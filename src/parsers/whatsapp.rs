//! `WhatsApp` TXT export parser.
//!
//! Every record starts with a timestamp header at the beginning of a line;
//! everything up to the next header belongs to the record, so multi-line
//! messages need no special handling. Text before the first header is
//! discarded.
//!
//! Supported layouts (see [`LineLayout`]):
//! - Android: `15/01/24, 10:30 - Sender: Message`
//! - iOS: `[15/01/24, 10:30:45] Sender: Message`
//!
//! Both accept dots as date separators, 2- or 4-digit years and 12- or
//! 24-hour clocks.

use std::fs;
use std::ops::Range;
use std::path::Path;

use tracing::{debug, warn};

use crate::MessageRecord;
use crate::config::ParserConfig;
use crate::core::{ChatFrame, ParseSummary};
use crate::error::Result;
use crate::parsing::{
    LineLayout, classify, decode_lossy, detect_layout, is_notification_phrase, resolve_timestamp,
};

/// One record of an export before timestamp resolution.
#[derive(Debug, Clone, PartialEq, Eq)]
pub struct RawEntry<'a> {
    /// Date text of the header, e.g. `1/15/24`.
    pub date: &'a str,
    /// Time text of the header, e.g. `10:30 PM`.
    pub time: &'a str,
    /// Everything after the header up to the next record.
    pub rest: &'a str,
    /// Byte range of the whole record, header included.
    pub span: Range<usize>,
}

/// Parser for WhatsApp TXT exports.
///
/// # Example
///
/// ```rust
/// use chatstat::parsers::WhatsAppParser;
///
/// let frame = WhatsAppParser::new().parse_str(
///     "1/1/23, 10:00 - Alice: hello 😀\n1/1/23, 10:01 - Bob: <Media omitted>\n",
/// )?;
///
/// assert_eq!(frame.len(), 2);
/// assert!(frame.records()[1].is_media());
/// # Ok::<(), chatstat::ChatstatError>(())
/// ```
#[derive(Debug, Clone, Default)]
pub struct WhatsAppParser {
    config: ParserConfig,
}

impl WhatsAppParser {
    /// Creates a new parser with default configuration.
    pub fn new() -> Self {
        Self::default()
    }

    /// Creates a parser with custom configuration.
    pub fn with_config(config: ParserConfig) -> Self {
        Self { config }
    }

    /// Returns the current configuration.
    pub fn config(&self) -> &ParserConfig {
        &self.config
    }

    /// Splits decoded text into raw records.
    ///
    /// The number of entries equals the number of record headers; an empty
    /// vector is returned when the text has none.
    pub fn split<'a>(&self, text: &'a str) -> Vec<RawEntry<'a>> {
        detect_layout(text).map_or_else(Vec::new, |layout| split_entries(text, layout))
    }

    /// Parses an export file.
    ///
    /// # Errors
    ///
    /// Returns an IO error if the file cannot be read, or a parse error for
    /// a bad timestamp when `skip_invalid` is off.
    pub fn parse(&self, path: impl AsRef<Path>) -> Result<ChatFrame> {
        let path = path.as_ref();
        debug!(path = %path.display(), "reading export");
        let bytes = fs::read(path)?;
        self.parse_bytes(&bytes)
    }

    /// Parses raw export bytes, dropping invalid UTF-8 sequences.
    pub fn parse_bytes(&self, bytes: &[u8]) -> Result<ChatFrame> {
        let decoded = decode_lossy(bytes);
        self.parse_text(&decoded.text, decoded.dropped_bytes)
    }

    /// Parses export text.
    pub fn parse_str(&self, text: &str) -> Result<ChatFrame> {
        self.parse_text(text, 0)
    }

    fn parse_text(&self, text: &str, dropped_bytes: usize) -> Result<ChatFrame> {
        let Some(layout) = detect_layout(text) else {
            debug!("no record headers found");
            return Ok(ChatFrame::new(
                Vec::new(),
                ParseSummary {
                    dropped_bytes,
                    ..ParseSummary::default()
                },
            ));
        };

        let entries = split_entries(text, layout);
        let date_order = self
            .config
            .date_order
            .resolve(entries.iter().map(|entry| entry.date));
        debug!(?layout, ?date_order, entries = entries.len(), "detected export layout");

        let mut records = Vec::with_capacity(entries.len());
        let mut skipped = 0;

        for entry in &entries {
            let timestamp = match resolve_timestamp(entry.date, entry.time, date_order) {
                Ok(ts) => ts,
                Err(err) if self.config.skip_invalid => {
                    warn!(date = entry.date, time = entry.time, %err, "skipping record");
                    skipped += 1;
                    continue;
                }
                Err(err) => return Err(err),
            };

            let classified = classify(entry.rest);
            if classified.is_notification() && !is_notification_phrase(classified.body) {
                debug!(body = classified.body, "unrecognised notification");
            }

            records.push(MessageRecord::new(
                timestamp,
                classified.sender.map(str::to_string),
                classified.body,
            ));
        }

        let summary = ParseSummary {
            matched: entries.len(),
            skipped,
            dropped_bytes,
            layout: Some(layout),
            date_order: Some(date_order),
        };
        Ok(ChatFrame::new(records, summary))
    }
}

/// Splits `text` at every header of `layout`.
fn split_entries(text: &str, layout: LineLayout) -> Vec<RawEntry<'_>> {
    let headers: Vec<_> = layout.regex().captures_iter(text).collect();
    let mut entries = Vec::with_capacity(headers.len());

    for (idx, caps) in headers.iter().enumerate() {
        let (Some(header), Some(date), Some(time)) = (caps.get(0), caps.get(1), caps.get(2))
        else {
            continue;
        };
        let end = headers
            .get(idx + 1)
            .and_then(|next| next.get(0))
            .map_or(text.len(), |next| next.start());

        entries.push(RawEntry {
            date: date.as_str(),
            time: time.as_str(),
            rest: &text[header.end()..end],
            span: header.start()..end,
        });
    }

    entries
}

::::

### Work instructions
Across the listing, how many lines contain the word "parsers"? Give the number without further comment.

### Task answer
2